If you’re looking for an easy way to support your cardiovascular health and help reduce inflammation, consider adding more flaxseed and chia seeds to your diet. These superfoods are stellar sources of heart- and brain-healthy omega-3 fatty acids.
“You know, the ‘good’ fats,” says Jane Ujoatu, a registered dietitian at Encore Nutrition and Public Health Consulting in Richmond, Texas.
But while chia seeds and flaxseed are great, they’re not exactly created equal. Which one is best for your needs? Read on to learn more about these superfoods and how to incorporate them into your diet.
Chia Seeds: Fiber for Days
While many people associate these tiny superfoods with the Chia Pet craze of the 1980s, chia seeds have been around since the time of the Aztecs, Ujoatu says.
In addition to packing in 5.1 grams of omega-3s per 2-tablespoon serving, chia seeds are also a good source of protein and calcium, she says.
If you’re looking to up your fiber consumption (and really, who isn’t?), chia seeds also offer 10 grams of fiber, almost half the daily recommended amount. A diet high in fiber has been shown to help reduce bad cholesterol and keep you feeling fuller longer, which can help with weight management, Ujoatu says. (Flaxseed, by comparison, only offers 4 grams of fiber.)
Careful though. If you’re looking for constipation relief, taking the chia without enough water can make you feel even more backed up, Ujoatu says.
When it comes to taste, “it’s like tofu; it absorbs the flavors of the ingredients around it,” Ujoatu describes.
Flaxseed: More Omega-3s, Less Fat
Flaxseed first showed up on the menus of ancient Egypt. “They didn’t have the science we have today, but they knew it had nutritional value,” Ujoatu says.
Flax is the No. 1 highest source of omega-3 fatty acids of all plant foods, slightly edging out chia. Flaxseed is also a rich source of a phytochemical called lignans, Ujoatu says. Preliminary studies show lignans may help prevent breast and prostate cancers, reduce the risk of heart disease and help with diabetes management.
Flaxseed is also less caloric. A 2-tablespoon serving of ground flaxseed contains about 74 calories, compared to 139 calories for the same amount of chia. Ground flaxseed also has less fat, about 5 grams compared to 9 grams for chia, Ujoatu says.
Many say flaxseed has a slightly nutty, earthy taste.
How to Incorporate Chia Seeds and Flaxseed in Your Diet
To optimize the health benefits, you want to grind down the flaxseed before adding it to your recipes. It makes it easier for your body to absorb and digest the seeds’ nutrients, Ujoatu says.
You can buy the flaxseed pre-ground, but make sure to keep it in a tightly sealed bag in your fridge or freezer so it doesn’t oxidize, she says.

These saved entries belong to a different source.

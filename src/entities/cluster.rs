//! Cluster records and their membership back-references.

use serde::{Deserialize, Serialize};

use crate::db::{Bucket, Record};
use crate::ids::generate_id;

/// A group of storage nodes that volumes are placed within.
#[derive(Clone, Debug, Default, Deserialize, Eq, PartialEq, Serialize)]
pub struct ClusterEntry {
    /// Cluster identifier.
    pub id: String,
    /// Member node ids.
    pub nodes: Vec<String>,
    /// Volume ids placed on this cluster.
    pub volumes: Vec<String>,
    /// Block volume ids placed on this cluster.
    pub block_volumes: Vec<String>,
    /// Whether regular file volumes may be placed here.
    pub file: bool,
    /// Whether block-hosting volumes may be placed here.
    pub block: bool,
}

impl Record for ClusterEntry {
    const BUCKET: Bucket = Bucket::Cluster;

    fn record_id(&self) -> &str {
        &self.id
    }
}

pub(super) fn push_unique(list: &mut Vec<String>, id: &str) {
    if !list.iter().any(|existing| existing == id) {
        list.push(id.to_owned());
    }
}

pub(super) fn drop_id(list: &mut Vec<String>, id: &str) {
    list.retain(|existing| existing != id);
}

impl ClusterEntry {
    /// Creates an empty cluster accepting both file and block volumes.
    #[must_use]
    pub fn new() -> Self {
        Self {
            id: generate_id(),
            file: true,
            block: true,
            ..Self::default()
        }
    }

    /// Records node membership.
    pub fn node_add(&mut self, id: &str) {
        push_unique(&mut self.nodes, id);
    }

    /// Records a volume placed on this cluster.
    pub fn volume_add(&mut self, id: &str) {
        push_unique(&mut self.volumes, id);
    }

    /// Drops a volume from this cluster.
    pub fn volume_delete(&mut self, id: &str) {
        drop_id(&mut self.volumes, id);
    }

    /// Records a block volume placed on this cluster.
    pub fn block_volume_add(&mut self, id: &str) {
        push_unique(&mut self.block_volumes, id);
    }

    /// Drops a block volume from this cluster.
    pub fn block_volume_delete(&mut self, id: &str) {
        drop_id(&mut self.block_volumes, id);
    }
}
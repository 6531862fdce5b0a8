//! Device removal and brick evacuation.

use rstest::rstest;

use super::{Harness, harness};
use crate::entities::{BrickEntry, DeviceEntry, EntryState};
use crate::executor::{ExecutorError, ExecutorMethod};
use crate::operations::{
    DeviceRemoveOperation, Operation, OperationError, OperationSettings, RunError,
    VolumeExpandOperation, run_operation,
};

fn set_state(harness: &Harness, device_id: &str, state: EntryState) {
    harness
        .db
        .update(|tx| {
            let mut device = tx.load::<DeviceEntry>(device_id)?;
            device.state = state;
            tx.save(&device)
        })
        .expect("device state");
}

fn device(harness: &Harness, device_id: &str) -> DeviceEntry {
    harness
        .db
        .view(|tx| tx.load::<DeviceEntry>(device_id))
        .expect("device")
}

/// Any device that holds a brick.
fn busy_device(harness: &Harness) -> DeviceEntry {
    harness
        .devices()
        .into_iter()
        .find(|device| !device.bricks.is_empty())
        .expect("a device with bricks")
}

async fn remove(harness: &Harness, device_id: &str) -> Result<(), RunError> {
    let mut op = DeviceRemoveOperation::new(harness.ctx.clone(), device_id);
    run_operation(&mut op, &harness.mock).await
}

#[rstest]
#[tokio::test]
async fn online_devices_cannot_be_removed(harness: Harness) {
    let device_id = harness.topology.devices.first().cloned().expect("device");
    let err = remove(&harness, &device_id).await.expect_err("online");
    assert_eq!(
        err,
        RunError::Build(OperationError::DeviceState {
            device: device_id.clone(),
            state: EntryState::Online,
            expected: EntryState::Offline,
        })
    );
    assert_eq!(device(&harness, &device_id).state, EntryState::Online);
}

#[rstest]
#[tokio::test]
async fn empty_devices_are_failed_straight_away(harness: Harness) {
    let device_id = harness.topology.devices.first().cloned().expect("device");
    set_state(&harness, &device_id, EntryState::Offline);
    remove(&harness, &device_id).await.expect("remove");
    assert_eq!(device(&harness, &device_id).state, EntryState::Failed);
    assert!(harness.ledger().is_empty());
    assert_eq!(harness.mock.call_count(ExecutorMethod::VolumeReplaceBrick), 0);
}

#[rstest]
#[tokio::test]
async fn bricks_are_moved_off_the_removed_device(harness: Harness) {
    let vol = harness.committed_volume("data", 100).await;
    let old_device = busy_device(&harness);
    let old_brick_id = old_device.bricks.first().cloned().expect("brick");
    let old_brick = harness
        .db
        .view(|tx| tx.load::<BrickEntry>(&old_brick_id))
        .expect("brick");
    let used_before = harness.used_kib();
    set_state(&harness, &old_device.id, EntryState::Offline);

    remove(&harness, &old_device.id).await.expect("remove");

    let removed = device(&harness, &old_device.id);
    assert_eq!(removed.state, EntryState::Failed);
    assert!(removed.bricks.is_empty());
    assert_eq!(removed.used_size, 0);
    assert_eq!(harness.used_kib(), used_before);

    let moved = harness.volume(&vol.info.id);
    assert_eq!(moved.bricks.len(), 3);
    assert!(!moved.bricks.contains(&old_brick_id));
    let bricks = harness.bricks();
    assert_eq!(bricks.len(), 3);
    let replacement = bricks
        .iter()
        .find(|brick| !vol.bricks.contains(&brick.id))
        .expect("replacement brick");
    assert_eq!(replacement.node_id, old_brick.node_id);
    assert_ne!(replacement.device_id, old_device.id);
    assert_eq!(replacement.size, old_brick.size);
    assert!(harness.ledger().is_empty());
    assert_eq!(harness.mock.call_count(ExecutorMethod::VolumeReplaceBrick), 1);
}

#[rstest]
#[tokio::test]
async fn evacuation_without_room_leaves_the_device_offline() {
    let harness = Harness::with(OperationSettings::default(), 3, 1, 2048);
    let vol = harness.committed_volume("data", 100).await;
    let old_device = busy_device(&harness);
    let brick_id = old_device.bricks.first().cloned().expect("brick");
    set_state(&harness, &old_device.id, EntryState::Offline);

    let err = remove(&harness, &old_device.id).await.expect_err("no room");
    assert_eq!(
        err,
        RunError::Exec(OperationError::NoReplacement { brick: brick_id })
    );
    assert_eq!(device(&harness, &old_device.id).state, EntryState::Offline);
    assert_eq!(harness.volume(&vol.info.id).bricks, vol.bricks);
    assert!(harness.ledger().is_empty());
}

#[rstest]
#[tokio::test]
async fn failed_replace_discards_the_new_brick(harness: Harness) {
    let vol = harness.committed_volume("data", 100).await;
    let old_device = busy_device(&harness);
    set_state(&harness, &old_device.id, EntryState::Offline);
    harness.mock.fail_always(
        ExecutorMethod::VolumeReplaceBrick,
        ExecutorError::Command {
            host: String::from("manage-0-0"),
            message: String::from("replace-brick failed"),
        },
    );

    remove(&harness, &old_device.id).await.expect_err("replace fails");
    assert_eq!(harness.mock.call_count(ExecutorMethod::BrickDestroy), 1);
    assert_eq!(harness.volume(&vol.info.id).bricks, vol.bricks);
    assert_eq!(harness.bricks().len(), 3);
    assert_eq!(device(&harness, &old_device.id).state, EntryState::Offline);
    assert!(harness.ledger().is_empty());
}

#[rstest]
#[tokio::test]
async fn devices_under_a_pending_volume_are_not_removed(harness: Harness) {
    let vol = harness.committed_volume("data", 100).await;
    let mut expand = VolumeExpandOperation::new(harness.ctx.clone(), &vol.info.id, 50);
    expand.build().expect("expand build");
    let old_device = harness
        .devices()
        .into_iter()
        .find(|device| device.bricks.iter().any(|id| vol.bricks.contains(id)))
        .expect("device with an original brick");
    set_state(&harness, &old_device.id, EntryState::Offline);

    let err = remove(&harness, &old_device.id).await.expect_err("pending");
    assert!(matches!(
        err,
        RunError::Build(OperationError::Conflict { .. })
    ));
    assert_eq!(harness.ledger().len(), 1);
}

Flaxseed is also available in oil form, but before you go out and buy 10 gallons, know that the oil may not contain all those beneficial phytochemicals. “It’s good to have a balance of the oil and the actual flaxseed itself to get the full benefits,” Ujoatu says.
As for chia, it’s a little less complicated, Ujoatu says. You can enjoy them whole.
Ujoatu starts every day with a smoothie made of fruit, milk, cucumber, and flaxseed and chia seeds. She also recommends clients incorporate flaxseed and chia seeds into their diet in the following ways:
So Which Is Better, Chia or Flax?
The best answer? Both.
To get the most out of each seed, Ujoatu recommends incorporating both into your diet. This way you get the fiber, protein and minerals from the chia as well as the phytochemicals from the flax.
“I wouldn’t say one is better than the other,” she says. “Balance is what I preach about.”